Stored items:

────────────────

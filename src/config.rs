//! Application configuration.
//!
//! Loaded from `config.toml` in the config directory; every field has a
//! default so a missing file or a partial file both work.

use std::path::Path;

use anyhow::{Context, Result};
use serde::{Deserialize, Serialize};

use crate::mobilize::DEFAULT_GATEWAY;

#[derive(Debug, Clone, Serialize, Deserialize, PartialEq)]
#[serde(default)]
pub struct Config {
    /// Reader gateway used for full-text extraction.
    pub gateway: String,
    /// Terminal width (columns) at which the sidebar appears.
    pub two_column_min_width: u16,
    /// Socket addresses probed by the connectivity check.
    pub connectivity_probes: Vec<String>,
    /// Per-probe connect timeout in milliseconds.
    pub probe_timeout_ms: u64,
}

impl Default for Config {
    fn default() -> Self {
        Self {
            gateway: DEFAULT_GATEWAY.to_string(),
            two_column_min_width: 110,
            connectivity_probes: vec!["1.1.1.1:53".to_string(), "8.8.8.8:53".to_string()],
            probe_timeout_ms: 800,
        }
    }
}

impl Config {
    /// Load the config file, falling back to defaults when it is absent.
    ///
    /// A present-but-invalid file is an error: silently ignoring a typo'd
    /// config would be harder to diagnose than refusing to start.
    pub fn load(path: &Path) -> Result<Self> {
        if !path.exists() {
            return Ok(Self::default());
        }
        let raw = std::fs::read_to_string(path)
            .with_context(|| format!("failed to read config file {}", path.display()))?;
        let config: Config = toml::from_str(&raw)
            .with_context(|| format!("failed to parse config file {}", path.display()))?;
        Ok(config)
    }
}

#[cfg(test)]
mod tests {
    use super::*;

    #[test]
    fn defaults_are_sane() {
        let config = Config::default();
        assert_eq!(config.gateway, DEFAULT_GATEWAY);
        assert!(config.two_column_min_width > 0);
        assert!(!config.connectivity_probes.is_empty());
    }

    #[test]
    fn partial_file_keeps_other_defaults() {
        let config: Config = toml::from_str("two_column_min_width = 80").unwrap();
        assert_eq!(config.two_column_min_width, 80);
        assert_eq!(config.gateway, DEFAULT_GATEWAY);
    }

    #[test]
    fn full_file_roundtrips() {
        let config = Config {
            gateway: "https://reader.example.com".to_string(),
            two_column_min_width: 120,
            connectivity_probes: vec!["9.9.9.9:53".to_string()],
            probe_timeout_ms: 250,
        };
        let raw = toml::to_string(&config).unwrap();
        assert_eq!(toml::from_str::<Config>(&raw).unwrap(), config);
    }

    #[test]
    fn missing_file_loads_defaults() {
        let config = Config::load(Path::new("/nonexistent/lectern/config.toml")).unwrap();
        assert_eq!(config, Config::default());
    }
}
mod entries;
mod prefs;
mod schema;
mod tasks;
mod types;

pub use entries::NewEntry;
pub use prefs::ScreenState;
pub use schema::Database;
pub use types::{Entry, EntryWithFeed, MobilizeTask, StorageError};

────────────────

EXERCISE AIM:
All of the records above are to be set down again exactly.

FINAL ANSWER:
filename src/config.rs
//! Application configuration.
//!
//! Loaded from `config.toml` in the config directory; every field has a
//! default so a missing file or a partial file both work.

use std::path::Path;

use anyhow::{Context, Result};
use serde::{Deserialize, Serialize};

use crate::mobilize::DEFAULT_GATEWAY;

#[derive(Debug, Clone, Serialize, Deserialize, PartialEq)]
#[serde(default)]
pub struct Config {
    /// Reader gateway used for full-text extraction.
    pub gateway: String,
    /// Terminal width (columns) at which the sidebar appears.
    pub two_column_min_width: u16,
    /// Socket addresses probed by the connectivity check.
    pub connectivity_probes: Vec<String>,
    /// Per-probe connect timeout in milliseconds.
    pub probe_timeout_ms: u64,
}

impl Default for Config {
    fn default() -> Self {
        Self {
            gateway: DEFAULT_GATEWAY.to_string(),
            two_column_min_width: 110,
            connectivity_probes: vec!["1.1.1.1:53".to_string(), "8.8.8.8:53".to_string()],
            probe_timeout_ms: 800,
        }
    }
}

impl Config {
    /// Load the config file, falling back to defaults when it is absent.
    ///
    /// A present-but-invalid file is an error: silently ignoring a typo'd
    /// config would be harder to diagnose than refusing to start.
    pub fn load(path: &Path) -> Result<Self> {
        if !path.exists() {
            return Ok(Self::default());
        }
        let raw = std::fs::read_to_string(path)
            .with_context(|| format!("failed to read config file {}", path.display()))?;
        let config: Config = toml::from_str(&raw)
            .with_context(|| format!("failed to parse config file {}", path.display()))?;
        Ok(config)
    }
}

#[cfg(test)]
mod tests {
    use super::*;

    #[test]
    fn defaults_are_sane() {
        let config = Config::default();
        assert_eq!(config.gateway, DEFAULT_GATEWAY);
        assert!(config.two_column_min_width > 0);
        assert!(!config.connectivity_probes.is_empty());
    }

    #[test]
    fn partial_file_keeps_other_defaults() {
        let config: Config = toml::from_str("two_column_min_width = 80").unwrap();
        assert_eq!(config.two_column_min_width, 80);
        assert_eq!(config.gateway, DEFAULT_GATEWAY);
    }

    #[test]
    fn full_file_roundtrips() {
        let config = Config {
            gateway: "https://reader.example.com".to_string(),
            two_column_min_width: 120,
            connectivity_probes: vec!["9.9.9.9:53".to_string()],
            probe_timeout_ms: 250,
        };
        let raw = toml::to_string(&config).unwrap();
        assert_eq!(toml::from_str::<Config>(&raw).unwrap(), config);
    }

    #[test]
    fn missing_file_loads_defaults() {
        let config = Config::load(Path::new("/nonexistent/lectern/config.toml")).unwrap();
        assert_eq!(config, Config::default());
    }
}
mod entries;
mod prefs;
mod schema;
mod tasks;
mod types;

pub use entries::NewEntry;
pub use prefs::ScreenState;
pub use schema::Database;
pub use types::{Entry, EntryWithFeed, MobilizeTask, StorageError};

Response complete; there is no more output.